What is a Tenkara Sakasa Kebari?

The Sakasa Kebari (kebari means "fishing fly" in Japanese) is a reverse-hackle fly (commonly a softer hackle) that is mostly associated with Japanese Tenkara Fishing. It is not meant to mimic a specific insect but similar to what I would consider an attractor fly. It is more general profile of food and with its forward hackle you can create a lot of movement with small twitches that creates a life-like action in your fly to entice strikes from trout. Japanese tend to keep their Sakasa Kebari simple but there is no hard rule stopping you from going a bit overboard and having a lot of fun tying your Sakasa.

The SAKASA Kebari with its forward hackle has been the iconic tenkara fly that most USA tenkara anglers connect to tenkara as a symbol. In Japan, there are many other types of tenkara kebari used other than just the sakasa kebari and some of those styles of tenkara flies are now starting to grow in popularity in the USA as well.

Sakasa kebari are personally my favorite type of tenkara flies to tie. I just like the way they look and the flowing motion of their hackle when fished. I commonly use size #12 or #10 hooks for Sakasa Kebari.

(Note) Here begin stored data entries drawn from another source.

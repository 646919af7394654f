//! The fixed symbol set of the expression language and the canonical
//! message fragments attached to invalid tokens.

use serde::Serialize;

/// Decimal separator inside number literals.
pub const DECIMAL_POINT: char = '.';

/// Exponent suffixes accepted in number literals (`7e11`, `7E-11`).
pub const LOWER_E: char = 'e';
pub const UPPER_E: char = 'E';

/// Words that look like numbers in a browser console but are not literals here.
pub const NOT_A_NUMBER: &[&str] = &["NaN", "undefined", "Infinity"];

/// Largest argument accepted by factorial: 18! < 2^53 < 19!.
pub const FACTORIAL_LIMIT: f64 = 18.0;

/// Token classification.
///
/// Several surface spellings unify to one symbol (`-` and `−` are both
/// `Subtract`). `ImpliedMultiply` is never typed; the scanner synthesizes it
/// from adjacency such as `2(3)` or `(2)(3)`.
#[derive(Debug, Clone, Copy, PartialEq, Eq, Hash, Serialize)]
#[serde(rename_all = "snake_case")]
pub enum Symbol {
    Number,
    Error,
    Eof,
    OpenParen,
    CloseParen,
    Add,
    Subtract,
    Multiply,
    ImpliedMultiply,
    Divide,
    Exponent,
    SquareRoot,
    Percentage,
    Factorial,
}

impl Symbol {
    /// Map a single-character spelling to its symbol.
    pub fn from_char(ch: char) -> Option<Symbol> {
        match ch {
            '+' => Some(Symbol::Add),
            // U+2212 minus sign and U+002D hyphen-minus
            '\u{2212}' | '-' => Some(Symbol::Subtract),
            '\u{00d7}' | '*' => Some(Symbol::Multiply),
            '\u{00f7}' | '/' => Some(Symbol::Divide),
            '^' => Some(Symbol::Exponent),
            '\u{221a}' => Some(Symbol::SquareRoot),
            '%' => Some(Symbol::Percentage),
            '!' => Some(Symbol::Factorial),
            '(' => Some(Symbol::OpenParen),
            ')' => Some(Symbol::CloseParen),
            _ => None,
        }
    }

    /// Symbols a user types as an operator key.
    pub fn is_operator(self) -> bool {
        matches!(
            self,
            Symbol::Add
                | Symbol::Subtract
                | Symbol::Multiply
                | Symbol::Divide
                | Symbol::Exponent
                | Symbol::SquareRoot
                | Symbol::Percentage
                | Symbol::Factorial
        )
    }

    /// Canonical display spelling, used by token dumps.
    pub fn as_str(self) -> &'static str {
        match self {
            Symbol::Number => "number",
            Symbol::Error => "error",
            Symbol::Eof => "eof",
            Symbol::OpenParen => "(",
            Symbol::CloseParen => ")",
            Symbol::Add => "+",
            Symbol::Subtract => "\u{2212}",
            Symbol::Multiply => "\u{00d7}",
            Symbol::ImpliedMultiply => "imp-\u{00d7}",
            Symbol::Divide => "\u{00f7}",
            Symbol::Exponent => "^",
            Symbol::SquareRoot => "\u{221a}",
            Symbol::Percentage => "%",
            Symbol::Factorial => "!",
        }
    }
}

impl std::fmt::Display for Symbol {
    fn fmt(&self, f: &mut std::fmt::Formatter<'_>) -> std::fmt::Result {
        f.write_str(self.as_str())
    }
}

/// Why a token is invalid. The `Display` text of each variant is the
/// fragment shown to the user in a diagnostic.
#[derive(Debug, Clone, Copy, PartialEq, Eq, thiserror::Error)]
pub enum ErrorKind {
    // Numeric
    #[error("Takes only non-negative integers.")]
    FactorialDomain,
    #[error("Number outside range.")]
    NumberRange,
    #[error("Operation outside number range.")]
    OperationRange,
    #[error("Cannot divide by zero.")]
    DivideByZero,
    #[error("Creates complex number.")]
    Complex,

    // Lexical
    #[error("Unknown identifier.")]
    UnknownIdentifier,
    #[error("Leading zero.")]
    LeadingZero,
    #[error("Misplaced decimal.")]
    MisplacedDecimal,
    #[error("Misplaced exponent suffix.")]
    MisplacedExponent,
    #[error("Not a number.")]
    NotANumber,

    // Structural
    #[error("Dangling digit.")]
    DanglingDigit,
    #[error("Dangling operator.")]
    DanglingOperator,
    #[error("Not a prefix operation.")]
    NotPrefix,
    #[error("Not an infix operation.")]
    NotInfix,
    #[error("Empty expression.")]
    EmptyExpression,
    #[error("Incomplete expression.")]
    IncompleteExpression,
    #[error("Mismatched parenthesis.")]
    MismatchedParen,
    #[error("Empty parentheses.")]
    EmptyParens,
}
pub mod app;
pub mod config;
pub mod domain;
pub mod error;
pub mod existence;
pub mod fetcher;
pub mod fileset;
pub mod fs_util;
pub mod locator;
pub mod notify;
pub mod output;
pub mod publish;
pub mod record;
pub mod repository;
pub mod series;
pub mod store;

My Favorite Barbless Hooks for Sakasa Kebari:

  1. Moonlit ML062 hook
  2. Moonlit Togatta ML251 hook
  3. Moonlit ML061 hook (heavy hook)
  4. Moonlit Togatta ML101
  5. Dohiku HDD 301 hook

My Favorite Hackle Feathers for Sakasa Kebari:

My Favorite Body Materials for Sakasa Kebari:

 

Checkout our Tenkara Fly Tying VIDEOS >>

Here is some sakasa articles >>

Here is a few examples of my sakasa kebari I tied last year:

If you feel we missed anything in our article about Tenkara Sakasa Kebari, or have errors in our information, please let us know in the comments section below.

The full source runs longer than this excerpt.